◆ About this exercise: State, as one number, how many lines in these records hold "Germany".

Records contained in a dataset
+---+

//! Country domain entity

use serde::Serialize;
use uuid::Uuid;

use super::record::{Named, Record};

/// Maximum length of a country name
pub const COUNTRY_NAME_MAX_LEN: usize = 125;

/// A country; owns many cities through `City::country_id`
#[derive(Debug, Clone, PartialEq, Serialize)]
pub struct Country {
    pub id: i32,
    pub guid: Uuid,
    pub country_name: String,
}

impl Country {
    /// A not-yet-staged country; identity is assigned by the repository
    pub fn new(country_name: impl Into<String>) -> Self {
        Self {
            id: 0,
            guid: Uuid::nil(),
            country_name: country_name.into(),
        }
    }
}

impl Record for Country {
    const ENTITY: &'static str = "Country";

    fn id(&self) -> i32 {
        self.id
    }

    fn guid(&self) -> Uuid {
        self.guid
    }

    fn assign_identity(&mut self, id: i32, guid: Uuid) {
        self.id = id;
        self.guid = guid;
    }

    fn lookup_name(&self) -> Option<&str> {
        Some(&self.country_name)
    }
}

impl Named for Country {}
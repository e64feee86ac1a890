use sea_orm::entity::prelude::*;

#[derive(Clone, Debug, PartialEq, DeriveEntityModel)]
#[sea_orm(table_name = "countries")]
pub struct Model {
    #[sea_orm(primary_key)]
    pub id: i32,
    #[sea_orm(unique)]
    pub guid: Uuid,
    #[sea_orm(unique, column_type = "String(StringLen::N(125))")]
    pub country_name: String,
}

#[derive(Copy, Clone, Debug, EnumIter, DeriveRelation)]
pub enum Relation {
    #[sea_orm(has_many = "super::cities::Entity")]
    Cities,
}

impl Related<super::cities::Entity> for Entity {
    fn to() -> RelationDef {
        Relation::Cities.def()
    }
}

impl ActiveModelBehavior for ActiveModel {}
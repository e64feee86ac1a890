//! Application layer
//!
//! Contains use cases and service orchestration.
//! Each service implements `RequestHandler` once per request type: queries
//! return a lazy `Query`, mutations return a `CommandResponse`.

pub mod city_service;
pub mod command;
pub mod country_service;
pub mod location_service;
pub mod seed_service;
pub mod user_service;

pub use city_service::{
    CityCreateRequest, CityDeleteRequest, CityQueryRequest, CityService, CityUpdateRequest,
};
pub use command::{CommandResponse, RequestHandler};
pub use country_service::{
    CountryCreateRequest, CountryDeleteRequest, CountryQueryRequest, CountryService,
    CountryUpdateRequest,
};
pub use location_service::{
    LocationInnerJoinRequest, LocationLeftJoinRequest, LocationQueryRequest, LocationService,
};
pub use seed_service::{LocationSeedRequest, SeedResponse, SeedService, UserSeedRequest};
pub use user_service::{UserLocationQueryRequest, UserQueryRequest, UserService};
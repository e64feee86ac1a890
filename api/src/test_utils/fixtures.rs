//! Test fixtures
//!
//! Factory functions for creating test data with sensible defaults.
//! Each fixture function creates a valid entity that can be customized.

use chrono::NaiveDate;
use uuid::Uuid;

use crate::domain::entities::{City, Country, Gender, Group, Role, User, UserRole};

use super::mocks::MemoryStore;

/// Create a committed country
pub fn test_country(id: i32, name: &str) -> Country {
    Country {
        id,
        guid: Uuid::from_u128(id as u128),
        country_name: name.to_string(),
    }
}

/// Create a committed city
pub fn test_city(id: i32, name: &str, country_id: i32) -> City {
    City {
        id,
        guid: Uuid::from_u128(1_000 + id as u128),
        city_name: name.to_string(),
        country_id,
    }
}

/// Create an active user registered on 2024-01-15
pub fn test_user(id: i32, user_name: &str) -> User {
    User {
        id,
        guid: Uuid::from_u128(2_000 + id as u128),
        user_name: user_name.to_string(),
        first_name: "Test".to_string(),
        last_name: "User".to_string(),
        gender: Gender::Woman,
        birth_date: None,
        registration_date: date(2024, 1, 15),
        score: 3.5,
        is_active: true,
        address: None,
        country_id: None,
        city_id: None,
        group_id: None,
    }
}

pub fn test_group(id: i32, title: &str) -> Group {
    Group {
        id,
        guid: Uuid::from_u128(3_000 + id as u128),
        title: title.to_string(),
    }
}

pub fn test_role(id: i32, name: &str) -> Role {
    Role {
        id,
        guid: Uuid::from_u128(4_000 + id as u128),
        name: name.to_string(),
    }
}

/// Grant role `role_id` to user `user_id`
pub fn test_user_role(id: i32, user_id: i32, role_id: i32) -> UserRole {
    UserRole {
        id,
        guid: Uuid::from_u128(5_000 + id as u128),
        user_id,
        role_id,
    }
}

pub fn date(year: i32, month: u32, day: u32) -> NaiveDate {
    NaiveDate::from_ymd_opt(year, month, day).unwrap()
}

/// Türkiye (Ankara, İzmir), Germany (Berlin), Iceland (no cities)
pub fn seeded_store() -> MemoryStore {
    MemoryStore::new()
        .with_country(test_country(1, "Türkiye"))
        .with_country(test_country(2, "Germany"))
        .with_country(test_country(3, "Iceland"))
        .with_city(test_city(1, "Ankara", 1))
        .with_city(test_city(2, "Berlin", 2))
        .with_city(test_city(3, "İzmir", 1))
}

+---+

◆ Task solution: 2